The task - Would you restate the entries below word for word, starting at the first line and ending with the one that has "which serializes updates"?

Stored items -
══════════

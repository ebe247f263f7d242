//! Single-writer access to a tracker from capture callbacks.
//!
//! Capture callbacks can arrive on any thread at sensor frame rate. They
//! either go through [`SharedCoverageTracker`], which serializes updates
//! behind a mutex, or are queued on a [`CoverageQueue`] that the owning
//! thread drains.

use std::sync::Arc;

use crossbeam_channel::{Receiver, Sender, TrySendError, bounded};
use nalgebra::Matrix4;
use parking_lot::Mutex;
use tracing::{debug, warn};

use scan_types::{ScanError, ScanResult, SurfacePatch, Timestamp};

use crate::gaps::Gap;
use crate::params::CoverageParams;
use crate::tracker::{
    CoverageEvent, CoverageStatistics, CoverageTracker, UpdateOutcome, ViewGuidance,
};

/// A coverage tracker shared between threads.
///
/// Clones refer to the same tracker. [`update`](Self::update) waits for the
/// lock; [`try_update`](Self::try_update) fails with [`ScanError::Busy`]
/// instead of waiting.
///
/// # Example
///
/// ```
/// use nalgebra::{Matrix4, Point3};
/// use scan_coverage::{CoverageParams, SharedCoverageTracker};
/// use scan_types::{PatchId, SurfacePatch, Timestamp};
///
/// let shared = SharedCoverageTracker::new(CoverageParams::default());
/// let handle = shared.clone();
/// std::thread::spawn(move || {
///     let patch = SurfacePatch::new(PatchId(1), vec![Point3::new(0.0, 0.0, 1.0)], vec![]);
///     handle.update(&[patch], &Matrix4::identity(), Timestamp::zero());
/// })
/// .join()
/// .unwrap();
/// assert_eq!(shared.statistics().total_cells, 1);
/// ```
#[derive(Debug, Clone)]
pub struct SharedCoverageTracker {
    inner: Arc<Mutex<CoverageTracker>>,
}

impl Default for SharedCoverageTracker {
    fn default() -> Self {
        Self::new(CoverageParams::default())
    }
}

impl SharedCoverageTracker {
    /// Creates a shared tracker with the given parameters.
    #[must_use]
    pub fn new(params: CoverageParams) -> Self {
        Self::from_tracker(CoverageTracker::new(params))
    }

    /// Wraps an existing tracker.
    #[must_use]
    pub fn from_tracker(tracker: CoverageTracker) -> Self {
        Self {
            inner: Arc::new(Mutex::new(tracker)),
        }
    }

    /// Applies an update, waiting for any update in progress to finish.
    pub fn update(
        &self,
        patches: &[SurfacePatch],
        camera_transform: &Matrix4<f64>,
        now: Timestamp,
    ) -> UpdateOutcome {
        self.inner.lock().update_coverage(patches, camera_transform, now)
    }

    /// Applies an update whose patches are produced by `patches` only once
    /// the rate limit has been checked.
    ///
    /// A throttled update returns [`UpdateOutcome::Throttled`] without
    /// calling `patches`, so an expensive gather is skipped at frame rate.
    pub fn update_with(
        &self,
        camera_transform: &Matrix4<f64>,
        now: Timestamp,
        patches: impl FnOnce() -> Vec<SurfacePatch>,
    ) -> UpdateOutcome {
        let mut tracker = self.inner.lock();
        if tracker.is_throttled(now) {
            return UpdateOutcome::Throttled;
        }
        tracker.update_coverage(&patches(), camera_transform, now)
    }

    /// Applies an update only if no other update is in progress.
    ///
    /// # Errors
    ///
    /// Returns [`ScanError::Busy`] if the tracker is locked, or the
    /// tracker's own error for invalid parameters or pose.
    pub fn try_update(
        &self,
        patches: &[SurfacePatch],
        camera_transform: &Matrix4<f64>,
        now: Timestamp,
    ) -> ScanResult<UpdateOutcome> {
        let Some(mut tracker) = self.inner.try_lock() else {
            debug!("coverage tracker busy, rejecting update");
            return Err(ScanError::Busy);
        };
        tracker.try_update_coverage(patches, camera_transform, now)
    }

    /// Runs `f` with exclusive access to the tracker.
    pub fn with<R>(&self, f: impl FnOnce(&mut CoverageTracker) -> R) -> R {
        f(&mut self.inner.lock())
    }

    /// Current coverage figures.
    #[must_use]
    pub fn statistics(&self) -> CoverageStatistics {
        self.inner.lock().statistics()
    }

    /// Copy of the current gaps.
    #[must_use]
    pub fn gaps(&self) -> Vec<Gap> {
        self.inner.lock().gaps().to_vec()
    }

    /// Guidance toward the highest-priority gap, if any.
    #[must_use]
    pub fn guidance(&self) -> Option<ViewGuidance> {
        self.inner.lock().guidance()
    }

    /// Subscribes to the tracker's events.
    pub fn subscribe(&self) -> Receiver<CoverageEvent> {
        self.inner.lock().subscribe()
    }

    /// Clears the tracker for a new scan.
    pub fn reset(&self) {
        self.inner.lock().reset();
    }
}

/// One capture callback's worth of tracker input.
#[derive(Debug, Clone, PartialEq)]
pub struct CoverageInput {
    /// Patches observed in this frame.
    pub patches: Vec<SurfacePatch>,
    /// Camera-to-world pose.
    pub camera_transform: Matrix4<f64>,
    /// Capture time.
    pub timestamp: Timestamp,
}

/// Outcome counts from one [`CoverageQueue::process_pending`] call.
///
/// Throttled and rejected inputs are consumed from the queue but their
/// patches were not sampled; resubmit them with a later timestamp if they
/// still matter.
#[derive(Debug, Clone, Copy, Default, PartialEq, Eq)]
pub struct QueueDrain {
    /// Inputs taken from the queue.
    pub drained: usize,
    /// Inputs applied to the tracker.
    pub applied: usize,
    /// Inputs dropped by the update interval.
    pub throttled: usize,
    /// Inputs rejected for invalid parameters or pose.
    pub rejected: usize,
}

/// Bounded queue of tracker inputs.
///
/// Producers on any thread [`submit`](Self::submit) without blocking; a full
/// queue rejects the input. The owner of the tracker drains the queue in
/// arrival order with [`process_pending`](Self::process_pending). Clones
/// share the same queue.
///
/// # Example
///
/// ```
/// use nalgebra::{Matrix4, Point3};
/// use scan_coverage::{CoverageInput, CoverageQueue, CoverageTracker};
/// use scan_types::{PatchId, SurfacePatch, Timestamp};
///
/// let queue = CoverageQueue::new(8);
/// queue
///     .submit(CoverageInput {
///         patches: vec![SurfacePatch::new(PatchId(1), vec![Point3::new(0.0, 0.0, 1.0)], vec![])],
///         camera_transform: Matrix4::identity(),
///         timestamp: Timestamp::zero(),
///     })
///     .unwrap();
///
/// let mut tracker = CoverageTracker::default();
/// let drain = queue.process_pending(&mut tracker);
/// assert_eq!((drain.drained, drain.applied), (1, 1));
/// assert_eq!(tracker.cell_count(), 1);
/// ```
#[derive(Debug, Clone)]
pub struct CoverageQueue {
    tx: Sender<CoverageInput>,
    rx: Receiver<CoverageInput>,
}

impl CoverageQueue {
    /// Creates a queue holding up to `capacity` inputs (at least one).
    #[must_use]
    pub fn new(capacity: usize) -> Self {
        let (tx, rx) = bounded(capacity.max(1));
        Self { tx, rx }
    }

    /// Enqueues an input without blocking.
    ///
    /// # Errors
    ///
    /// Returns [`ScanError::Busy`] if the queue is full.
    pub fn submit(&self, input: CoverageInput) -> ScanResult<()> {
        match self.tx.try_send(input) {
            Ok(()) => Ok(()),
            Err(TrySendError::Full(_) | TrySendError::Disconnected(_)) => {
                warn!(capacity = self.capacity(), "coverage queue full, dropping input");
                Err(ScanError::Busy)
            }
        }
    }

    /// Applies every queued input to `tracker` in arrival order.
    ///
    /// Inputs closer together than the tracker's `update_interval` are
    /// throttled like direct updates; the returned [`QueueDrain`] says how
    /// many.
    pub fn process_pending(&self, tracker: &mut CoverageTracker) -> QueueDrain {
        let mut drain = QueueDrain::default();
        for input in self.rx.try_iter() {
            drain.drained += 1;
            match tracker.update_coverage(&input.patches, &input.camera_transform, input.timestamp)
            {
                UpdateOutcome::Applied(_) => drain.applied += 1,
                UpdateOutcome::Throttled => drain.throttled += 1,
                UpdateOutcome::Rejected => drain.rejected += 1,
            }
        }
        if drain.throttled > 0 {
            warn!(
                drained = drain.drained,
                throttled = drain.throttled,
                "queued coverage inputs dropped by update interval"
            );
        }
        drain
    }

    /// Inputs waiting.
    #[must_use]
    pub fn len(&self) -> usize {
        self.rx.len()
    }

    /// Returns true if nothing is waiting.
    #[must_use]
    pub fn is_empty(&self) -> bool {
        self.rx.is_empty()
    }

    /// Maximum number of waiting inputs.
    #[must_use]
    pub fn capacity(&self) -> usize {
        self.tx.capacity().unwrap_or(0)
    }
}

#[cfg(test)]
mod tests {
    use super::*;
    use nalgebra::Point3;
    use scan_types::PatchId;
    use std::time::Duration;

    fn input(id: u128, x: f64, t: u64) -> CoverageInput {
        CoverageInput {
            patches: vec![SurfacePatch::new(PatchId(id), vec![Point3::new(x, 0.0, 1.0)], vec![])],
            camera_transform: Matrix4::identity(),
            timestamp: Timestamp::from_millis(t),
        }
    }

    #[test]
    fn try_update_rejects_when_locked() {
        let shared = SharedCoverageTracker::default();
        let other = shared.clone();
        shared.with(|_| {
            let i = input(1, 0.0, 0);
            assert_eq!(
                other.try_update(&i.patches, &i.camera_transform, i.timestamp),
                Err(ScanError::Busy)
            );
        });
        let i = input(1, 0.0, 0);
        assert!(matches!(
            other.try_update(&i.patches, &i.camera_transform, i.timestamp),
            Ok(UpdateOutcome::Applied(_))
        ));
    }

    #[test]
    fn concurrent_updates_serialized() {
        let params = CoverageParams::default().with_update_interval(Duration::ZERO);
        let shared = SharedCoverageTracker::new(params);
        let handles: Vec<_> = (0..4_u32)
            .map(|t| {
                let shared = shared.clone();
                std::thread::spawn(move || {
                    for k in 0..10_u32 {
                        let id = u128::from(t * 100 + k);
                        let x = f64::from(t * 10 + k) * 0.1 + 0.05;
                        let i = input(id, x, u64::from(k));
                        shared.update(&i.patches, &i.camera_transform, i.timestamp);
                    }
                })
            })
            .collect();
        for h in handles {
            h.join().unwrap();
        }
        assert_eq!(shared.statistics().total_cells, 40);
    }

    #[test]
    fn queue_bounded_and_ordered() {
        let queue = CoverageQueue::new(2);
        assert!(queue.is_empty());
        queue.submit(input(1, 0.05, 0)).unwrap();
        queue.submit(input(2, 0.15, 300)).unwrap();
        assert_eq!(queue.submit(input(3, 0.25, 600)), Err(ScanError::Busy));
        assert_eq!(queue.len(), 2);
        assert_eq!(queue.capacity(), 2);

        let mut tracker = CoverageTracker::default();
        let drain = queue.process_pending(&mut tracker);
        assert_eq!(drain.drained, 2);
        assert_eq!(drain.applied, 2);
        assert!(queue.is_empty());
        assert_eq!(tracker.cell_count(), 2);
    }

    #[test]
    fn producers_on_other_threads() {
        let queue = CoverageQueue::new(16);
        let producer = queue.clone();
        std::thread::spawn(move || {
            for k in 0..3_u32 {
                producer
                    .submit(input(u128::from(k), f64::from(k) + 0.05, u64::from(k) * 300))
                    .unwrap();
            }
        })
        .join()
        .unwrap();

        let mut tracker = CoverageTracker::default();
        assert_eq!(queue.process_pending(&mut tracker).applied, 3);
        assert_eq!(tracker.cell_count(), 3);
    }

    #[test]
    fn drain_reports_throttled_inputs() {
        let queue = CoverageQueue::new(4);
        queue.submit(input(1, 0.05, 0)).unwrap();
        queue.submit(input(2, 0.15, 100)).unwrap();
        queue.submit(input(3, 0.25, 250)).unwrap();

        let mut tracker = CoverageTracker::default();
        let drain = queue.process_pending(&mut tracker);
        assert_eq!(
            drain,
            QueueDrain {
                drained: 3,
                applied: 2,
                throttled: 1,
                rejected: 0,
            }
        );
        assert_eq!(tracker.cell_count(), 2);
        assert!(!tracker.is_processed(PatchId(2), 0));
    }

    #[test]
    fn throttled_update_skips_gather() {
        let shared = SharedCoverageTracker::default();
        let first = input(1, 0.05, 0);
        assert!(matches!(
            shared.update_with(&first.camera_transform, first.timestamp, || first.patches.clone()),
            UpdateOutcome::Applied(_)
        ));

        let mut gathered = false;
        let outcome = shared.update_with(&Matrix4::identity(), Timestamp::from_millis(50), || {
            gathered = true;
            Vec::new()
        });
        assert_eq!(outcome, UpdateOutcome::Throttled);
        assert!(!gathered);

        let later = input(2, 0.15, 200);
        assert!(matches!(
            shared.update_with(&later.camera_transform, later.timestamp, || later.patches),
            UpdateOutcome::Applied(_)
        ));
        assert_eq!(shared.statistics().total_cells, 2);
    }
}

══════════

The completed task -
repository ebe247f263f7d242
//! Single-writer access to a tracker from capture callbacks.
//!
//! Capture callbacks can arrive on any thread at sensor frame rate. They
//! either go through [`SharedCoverageTracker`], which serializes updates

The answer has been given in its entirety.